• [The task]:
Find the lines holding the string "tokens" in the data, then copy all of them.

** Information supplied follows **

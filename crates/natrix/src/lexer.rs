//! The hand-written tokenizer.
//!
//! Source text is scanned character by character and translated into
//! [`Token`]s. Layout tokens (`Newline`, `Indent`, `Dedent`, `EndMarker`)
//! are synthesized from significant whitespace: indentation must be a
//! multiple of four spaces, and newlines inside parentheses are implicit
//! line continuations.

use smallvec::{SmallVec, smallvec};
use unicode_ident::{is_xid_continue, is_xid_start};

use crate::{
    errors::{Error, ErrorKind, EvalResult},
    token::{CodeLoc, CodeRange, Token, TokenKind, is_forbidden_keyword, keyword_kind},
};

/// Tokenizes a complete source string.
///
/// All tokenizer faults are fatal: the first error aborts the scan.
pub fn tokenize(source: &str) -> EvalResult<Vec<Token>> {
    Tokenizer::new(source).run()
}

struct Tokenizer<'src> {
    source: &'src str,
    /// Byte offset of the next unread character.
    pos: usize,
    line: u32,
    column: u32,
    /// Location where the current token started.
    start: CodeLoc,
    tokens: Vec<Token>,
    /// Indentation levels in spaces; the root level 0 is never popped.
    indents: SmallVec<[u32; 8]>,
    /// Depth of unclosed `(`; newlines are insignificant when positive.
    nesting: u32,
    /// True when the scanner sits at the start of a logical line.
    at_line_start: bool,
    /// True once the current line has produced a non-layout token.
    line_has_content: bool,
}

** End of Information supplied **

• [Problem solution]:
//! [`Token`]s. Layout tokens (`Newline`, `Indent`, `Dedent`, `EndMarker`)
    tokens: Vec<Token>,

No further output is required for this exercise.